[YOUR ASSIGNMENT]:
Please give back word for word the lines below, from the first one through the one with "pub struct ConfigStore;".

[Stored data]

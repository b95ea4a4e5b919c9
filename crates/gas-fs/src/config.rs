//! Format-agnostic configuration loading and saving

use crate::{Error, Result, io};
use serde::{Serialize, de::DeserializeOwned};
use std::path::Path;

/// Format-agnostic configuration store.
///
/// Detects the format from the file extension (`.toml` or `.json`) and
/// writes through [`io::write_atomic`].
#[derive(Debug, Default, Clone, Copy)]
pub struct ConfigStore;

impl ConfigStore {
    pub fn new() -> Self {
        Self
    }

    /// Load a value from `path`.
    pub fn load<T: DeserializeOwned>(&self, path: &Path) -> Result<T> {
        let content = io::read_text(path)?;

        match extension_of(path).as_str() {
            "toml" => toml::from_str(&content).map_err(|e| Error::ConfigParse {
                path: path.to_path_buf(),
                format: "TOML".into(),
                message: e.to_string(),
            }),
            "json" => serde_json::from_str(&content).map_err(|e| Error::ConfigParse {
                path: path.to_path_buf(),
                format: "JSON".into(),
                message: e.to_string(),
            }),
            other => Err(Error::UnsupportedFormat {
                extension: other.to_string(),
            }),
        }
    }

    /// Load a value from `path`, or `None` when the file does not exist.
    pub fn load_optional<T: DeserializeOwned>(&self, path: &Path) -> Result<Option<T>> {
        if !path.exists() {
            return Ok(None);
        }
        self.load(path).map(Some)
    }

    /// Save a value to `path` atomically.
    pub fn save<T: Serialize>(&self, path: &Path, value: &T) -> Result<()> {
        let content = match extension_of(path).as_str() {
            "toml" => toml::to_string_pretty(value).map_err(|e| Error::ConfigSerialize {
                path: path.to_path_buf(),
                format: "TOML".into(),
                message: e.to_string(),
            })?,
            "json" => serde_json::to_string_pretty(value).map_err(|e| Error::ConfigSerialize {
                path: path.to_path_buf(),
                format: "JSON".into(),
                message: e.to_string(),
            })?,
            other => {
                return Err(Error::UnsupportedFormat {
                    extension: other.to_string(),
                });
            }
        };

        io::write_atomic(path, content.as_bytes())
    }
}

fn extension_of(path: &Path) -> String {
    path.extension()
        .and_then(|e| e.to_str())
        .unwrap_or("")
        .to_lowercase()
}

[YOUR SOLUTION]:
repository b95ea4a4e5b919c9
filename crates/gas-fs/src/config.rs
//! Format-agnostic configuration loading and saving

use crate::{Error, Result, io};
use serde::{Serialize, de::DeserializeOwned};
use std::path::Path;

/// Format-agnostic configuration store.
///
/// Detects the format from the file extension (`.toml` or `.json`) and
/// writes through [`io::write_atomic`].
#[derive(Debug, Default, Clone, Copy)]
pub struct ConfigStore;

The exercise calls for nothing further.